The goal of the CT completion system is to deliver, to the well site, a completion string assembled and tested ready to run in the hole without having to kill the well. Equipment available for running with integral completions includes:

  • Gas lift valves.
  • SCSSVs with integral control line
  • Nipples
  • Inflatable external casing packers (ECP)
  • Permanent and retrievable packers
  • ESPs
  • Liner hangers and liners

The coiled tubing material, of which the most widely used is high strength low alloy (HSLA) steel, is a factor which needs to be considered in conjunction with the well parameters, particularly the fluid environment. The potential use of exotic materials, such as titanium and a Kevlar-Composite, in harsh well environments, is under development.

The biggest challenge, however, to the widespread application of coiled tubing completions, is the logistics associated with the transport and siting of large, heavy reels. Offshore cranes have limited lifting capacities and space availability is restricted for 15 ft or larger diameter reels spooled with 3.5 in tubing. The development of connectors and welding techniques (amorphous bonding) allow separate coiled tubing reels to be transported and connected together while running the completion.

5.1 Production and velocity strings

5.1.1 Velocity strings

Velocity strings are tubing hung off in existing gas well completions to enhance production. When the gas velocity in a given completion is too low to effectively remove all of the produced fluids, a steady build up of wellbore static fluid will occur and result in the well eventually killing itself.

To overcome this problem, coiled tubing can be "hung off" inside the production tubing to reduce the flow area and increase the gas velocity. Careful job design will ensure that the increased gas velocity will transport the produced liquids while keeping flow velocities at sufficiently moderate values to minimise friction pressure losses.

The flow can either be directed up the coiled tubing itself, or up the coiled tubing/production tubing annulus, whichever is determined to provide optimum flow conditions.

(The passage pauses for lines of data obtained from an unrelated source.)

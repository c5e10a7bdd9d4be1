// SPDX-License-Identifier: MIT OR Apache-2.0
// Copyright (c) 2025 flowspec contributors

//! Pipeline validation
//!
//! Whole-graph checks run before a manifest leaves the process. Wiring
//! checks happen eagerly on mutation; these catch what can only be judged
//! once the pipeline is complete.

use crate::errors::FlowspecError;
use crate::pipeline::modifier::{Condition, ExecutionModifier};
use crate::pipeline::variable::{IoDirection, Owner, Source, VariableRef};
use crate::pipeline::{Pipeline, Step};

/// Pipeline validator
pub struct PipelineValidator;

impl PipelineValidator {
    /// Validate a complete pipeline
    pub fn validate(pipeline: &Pipeline) -> ValidationResult {
        let mut result = ValidationResult::new();

        if pipeline.execution().is_none() && pipeline.steps().is_empty() {
            result.add_warning(&format!(
                "Pipeline '{}' has no steps and no execution block",
                pipeline.metadata().identifier
            ));
        }

        for step in pipeline.steps() {
            Self::validate_step(step, pipeline, &mut result);
        }

        for output in pipeline.outputs() {
            match output.source().and_then(Source::variable) {
                Some(reference) => Self::check_reference(reference, pipeline, &mut result),
                None => result.add_error(FlowspecError::invalid_value(
                    output.fullname(),
                    "pipeline output is not bound to a step output",
                )),
            }
        }

        match pipeline.graph() {
            Ok(graph) => {
                if let Some(steps) = graph.detect_cycle() {
                    result.add_error(FlowspecError::CycleDetected { steps });
                }
            }
            Err(e) => result.add_error(e),
        }

        result
    }

    /// Validate a single step
    fn validate_step(step: &Step, pipeline: &Pipeline, result: &mut ValidationResult) {
        for input in step.inputs() {
            if input.required() && !input.is_bound() {
                result.add_error(FlowspecError::MissingRequiredInput {
                    variable: input.fullname(),
                });
            }
            if let Some(reference) = input.source().and_then(Source::variable) {
                Self::check_reference(reference, pipeline, result);
            }
        }

        for (reference, _) in step.modifier().references() {
            Self::check_reference(reference, pipeline, result);
        }

        if let ExecutionModifier::Condition(Condition::Raw(expr)) = step.modifier() {
            result.add_warning(&format!(
                "Step '{}': condition '{}' is passed through verbatim and adds no dependencies",
                step.name(),
                expr
            ));
        }
    }

    /// A reference must name a pipeline input or an output of a step in the pipeline
    fn check_reference(reference: &VariableRef, pipeline: &Pipeline, result: &mut ValidationResult) {
        let resolved = match (&reference.owner, reference.direction) {
            (Owner::Pipeline, IoDirection::Inputs) => {
                pipeline.inputs().iter().any(|v| v.name() == reference.name)
            }
            (Owner::Step(step), IoDirection::Outputs) => pipeline
                .step(step)
                .and_then(|s| s.output_variable(&reference.name))
                .is_some(),
            _ => false,
        };

        if !resolved {
            result.add_error(FlowspecError::UnknownVariable {
                owner: reference.owner.to_string(),
                name: reference.name.clone(),
            });
        }
    }
}

/// Result of pipeline validation
#[derive(Debug, Default)]
pub struct ValidationResult {
    pub errors: Vec<FlowspecError>,
    pub warnings: Vec<String>,
}

impl ValidationResult {
    pub fn new() -> Self {
        Self::default()
    }

    pub fn add_error(&mut self, error: FlowspecError) {
        self.errors.push(error);
    }

    pub fn add_warning(&mut self, message: &str) {
        self.warnings.push(message.to_string());
    }

    pub fn is_valid(&self) -> bool {
        self.errors.is_empty()
    }

    pub fn has_warnings(&self) -> bool {
        !self.warnings.is_empty()
    }
}

#[cfg(test)]
mod tests {
    use super::*;
    use crate::pipeline::operator::{OperatorDefinition, VariableDecl};
    use crate::pipeline::Manifest;

    fn op() -> OperatorDefinition {
        OperatorDefinition::local("op")
            .input(VariableDecl::any_parameter("x").required())
            .output(VariableDecl::any_parameter("out"))
    }

    #[test]
    fn test_empty_pipeline_warns() {
        let pipeline = Pipeline::builder("empty", "v1").build();
        let result = PipelineValidator::validate(&pipeline);
        assert!(result.is_valid());
        assert!(result.has_warnings());
    }

    #[test]
    fn test_unbound_required_input() {
        let mut pipeline = Pipeline::builder("p", "v1").build();
        pipeline.add_step(Step::new("s", &op()).unwrap()).unwrap();

        let result = PipelineValidator::validate(&pipeline);
        assert_eq!(result.errors.len(), 1);
        assert!(matches!(
            &result.errors[0],
            FlowspecError::MissingRequiredInput { variable } if variable == "pipelines.s.inputs.parameters.x"
        ));
    }

    #[test]
    fn test_raw_condition_warns() {
        let mut pipeline = Pipeline::builder("p", "v1").build();
        let mut step = Step::condition("gate", &op(), "{{env.flag}} == yes && true").unwrap();
        step.assign_inputs([("x", "v")]).unwrap();
        pipeline.add_step(step).unwrap();

        let result = PipelineValidator::validate(&pipeline);
        assert!(result.is_valid());
        assert!(result.warnings.iter().any(|w| w.contains("verbatim")));
    }

    #[test]
    fn test_unresolved_reference_from_manifest() {
        let manifest = Manifest::from_yaml(
            r#"
apiVersion: core/v1
metadata: {identifier: p, version: v1}
spec:
  outputs:
    parameters:
      - {name: result, from: "{{inputs.parameters.nothing}}"}
  pipelines:
    - metadata: {name: s, guid: g}
      spec:
        arguments:
          parameters:
            - {name: x, from: "{{inputs.parameters.missing}}"}
"#,
        )
        .unwrap();
        let pipeline = Pipeline::from_manifest(manifest).unwrap();

        let result = PipelineValidator::validate(&pipeline);
        let unknown: Vec<&str> = result
            .errors
            .iter()
            .filter_map(|e| match e {
                FlowspecError::UnknownVariable { name, .. } => Some(name.as_str()),
                _ => None,
            })
            .collect();
        assert_eq!(unknown, vec!["missing", "nothing"]);
    }
}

Whether flowing up the production string or the annulus, the gas velocity will steadily increase as the pressure decreases and the gas expands. With this increase in velocity, flow friction may become high, negating the anticipated velocity gains.

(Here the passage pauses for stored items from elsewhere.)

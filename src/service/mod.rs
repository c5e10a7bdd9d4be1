// SPDX-License-Identifier: MIT OR Apache-2.0
// Copyright (c) 2025 flowspec contributors

//! Execution service boundary
//!
//! The pipeline model never talks to a transport. It consumes these traits
//! to hydrate pipelines and operators and to hand over finished manifests.

mod hash;
mod local;

pub use hash::{hash_string, IdHasher};
pub use local::LocalService;

use async_trait::async_trait;
use serde::{Deserialize, Serialize};
use serde_json::Value;
use std::collections::BTreeMap;
use std::fmt;
use std::time::SystemTime;
use tracing::{debug, info};

use crate::errors::{FlowspecError, FlowspecResult};
use crate::pipeline::{
    Manifest, OperatorCatalog, OperatorDefinition, OperatorRef, Pipeline, PipelineMetadata, Step,
};

/// Lifecycle of a submitted run
#[derive(Debug, Clone, Copy, PartialEq, Eq, Serialize, Deserialize)]
pub enum RunStatus {
    Created,
    Running,
    Succeeded,
    Failed,
    Terminated,
}

impl RunStatus {
    pub fn is_finished(&self) -> bool {
        matches!(self, Self::Succeeded | Self::Failed | Self::Terminated)
    }
}

impl fmt::Display for RunStatus {
    fn fmt(&self, f: &mut fmt::Formatter<'_>) -> fmt::Result {
        let s = match self {
            Self::Created => "Created",
            Self::Running => "Running",
            Self::Succeeded => "Succeeded",
            Self::Failed => "Failed",
            Self::Terminated => "Terminated",
        };
        write!(f, "{}", s)
    }
}

/// A published pipeline
#[derive(Debug, Clone, PartialEq, Serialize, Deserialize)]
pub struct PipelineRecord {
    pub id: String,
    pub metadata: PipelineMetadata,
}

/// What a run executes
#[derive(Debug, Clone)]
pub enum RunTarget {
    PipelineId(String),
    Manifest(Box<Manifest>),
}

/// A submitted run
#[derive(Debug, Clone, PartialEq, Serialize, Deserialize)]
pub struct RunRecord {
    pub id: String,
    pub name: String,
    pub pipeline_id: String,
    #[serde(default)]
    pub arguments: BTreeMap<String, Value>,
    pub status: RunStatus,
    pub created_at: SystemTime,
}

/// Remote execution service
#[async_trait]
pub trait PipelineService: Send + Sync {
    async fn get_pipeline(
        &self,
        identifier: &str,
        provider: &str,
        version: &str,
    ) -> FlowspecResult<Manifest>;

    async fn get_pipeline_by_id(&self, id: &str) -> FlowspecResult<Manifest>;

    async fn list_pipelines(&self) -> FlowspecResult<Vec<PipelineRecord>>;

    /// Publish a manifest, returning its pipeline id
    async fn create_pipeline(&self, manifest: &Manifest) -> FlowspecResult<String>;

    async fn create_run(
        &self,
        name: &str,
        arguments: BTreeMap<String, Value>,
        target: RunTarget,
    ) -> FlowspecResult<String>;

    async fn get_run(&self, run_id: &str) -> FlowspecResult<RunRecord>;

    async fn list_runs(&self) -> FlowspecResult<Vec<RunRecord>>;

    async fn terminate_run(&self, run_id: &str) -> FlowspecResult<RunRecord>;
}

/// Source of operator definitions
#[async_trait]
pub trait OperatorRegistry: Send + Sync {
    async fn get_operator(
        &self,
        identifier: &str,
        provider: &str,
        version: &str,
    ) -> FlowspecResult<OperatorDefinition>;

    async fn register_operator(&self, definition: &OperatorDefinition) -> FlowspecResult<OperatorRef>;
}

/// Look up the registered operators a manifest's steps use
///
/// Operators the registry does not know are left out; their steps load
/// untyped.
pub async fn resolve_operators(
    manifest: &Manifest,
    registry: &dyn OperatorRegistry,
) -> FlowspecResult<OperatorCatalog> {
    let mut catalog = OperatorCatalog::new();
    let Some(steps) = &manifest.spec.pipelines else {
        return Ok(catalog);
    };

    for step in steps {
        let OperatorRef::Registered {
            identifier,
            provider,
            version,
        } = step.metadata.operator_ref()?
        else {
            continue;
        };

        match registry.get_operator(&identifier, &provider, &version).await {
            Ok(definition) => catalog.insert(definition),
            Err(FlowspecError::OperatorNotFound { key }) => {
                debug!(step = %step.metadata.name, operator = %key, "Operator not registered, loading step untyped");
            }
            Err(e) => return Err(e),
        }
    }
    Ok(catalog)
}

impl Pipeline {
    /// Fetch a published pipeline and type its steps from the registry
    pub async fn load(
        service: &dyn PipelineService,
        registry: &dyn OperatorRegistry,
        identifier: &str,
        provider: &str,
        version: &str,
    ) -> FlowspecResult<Self> {
        let manifest = service.get_pipeline(identifier, provider, version).await?;
        let catalog = resolve_operators(&manifest, registry).await?;
        Self::from_manifest_with(manifest, &catalog)
    }

    pub async fn load_by_id(
        service: &dyn PipelineService,
        registry: &dyn OperatorRegistry,
        id: &str,
    ) -> FlowspecResult<Self> {
        let manifest = service.get_pipeline_by_id(id).await?;
        let catalog = resolve_operators(&manifest, registry).await?;
        Self::from_manifest_with(manifest, &catalog)
    }

    /// Validate and publish, returning the pipeline id
    pub async fn publish(&self, service: &dyn PipelineService) -> FlowspecResult<String> {
        let manifest = self.export()?;
        let id = service.create_pipeline(&manifest).await?;
        info!(pipeline = %self.metadata.key(), id = %id, "Published pipeline");
        Ok(id)
    }

    /// Validate and submit a run; argument names must be pipeline inputs
    pub async fn submit_run(
        &self,
        service: &dyn PipelineService,
        name: &str,
        arguments: BTreeMap<String, Value>,
    ) -> FlowspecResult<String> {
        if let Some(unknown) = arguments
            .keys()
            .find(|k| !self.inputs.iter().any(|v| v.name() == k.as_str()))
        {
            return Err(FlowspecError::UnknownVariable {
                owner: "pipeline".into(),
                name: unknown.clone(),
            });
        }

        let manifest = self.export()?;
        let run_id = service
            .create_run(name, arguments, RunTarget::Manifest(Box::new(manifest)))
            .await?;
        info!(pipeline = %self.metadata.key(), run = %run_id, "Submitted run");
        Ok(run_id)
    }

    /// Step running a registered operator
    pub async fn create_step(
        registry: &dyn OperatorRegistry,
        name: &str,
        identifier: &str,
        provider: &str,
        version: &str,
    ) -> FlowspecResult<Step> {
        let definition = registry.get_operator(identifier, provider, version).await?;
        Step::new(name, &definition)
    }
}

To overcome this effect, strings with an outside diameter taper (diameters reducing up the velocity string or down the production string) can be designed to compensate for the gas expansion and produce a uniform friction gradient throughout the flow conduit.

5.1.2 Production strings

Coiled tubing production strings may consist of an externally upset system (whereby the accessories, such as gas lift mandrels etc., are connected to the tubing on site) or the spoolable system (where the accessories are installed within the coiled tubing during the fabrication process).

5.2 Injection strings

Depending on the specific well conditions, it may be necessary to periodically or continuously deliver various treatment fluids downhole. Small diameter coiled tubing strings can readily be used in the completion to act as a conduit for fluids such as inhibitors, solvents or heated liquids. Other applications include using an injection string to act as a gas lift "kick-off" system to assist in unloading wellbore fluid.

5.3 Tubing patches

Tubing patches are utilised to isolate a section of tubing in the event that the tubing is holed. The patch consists of two Straddle Packers with a section of coiled tubing in between. The packers are run until they are positioned above and below the holed section of tubing. The packer rubbers are then inflated effectively sealing off the damaged tubing. (Mechanical type straddle packers are also available).

This technique may also be utilised if there is a problem with SCSSV control line leakage or a damaged control line nipple.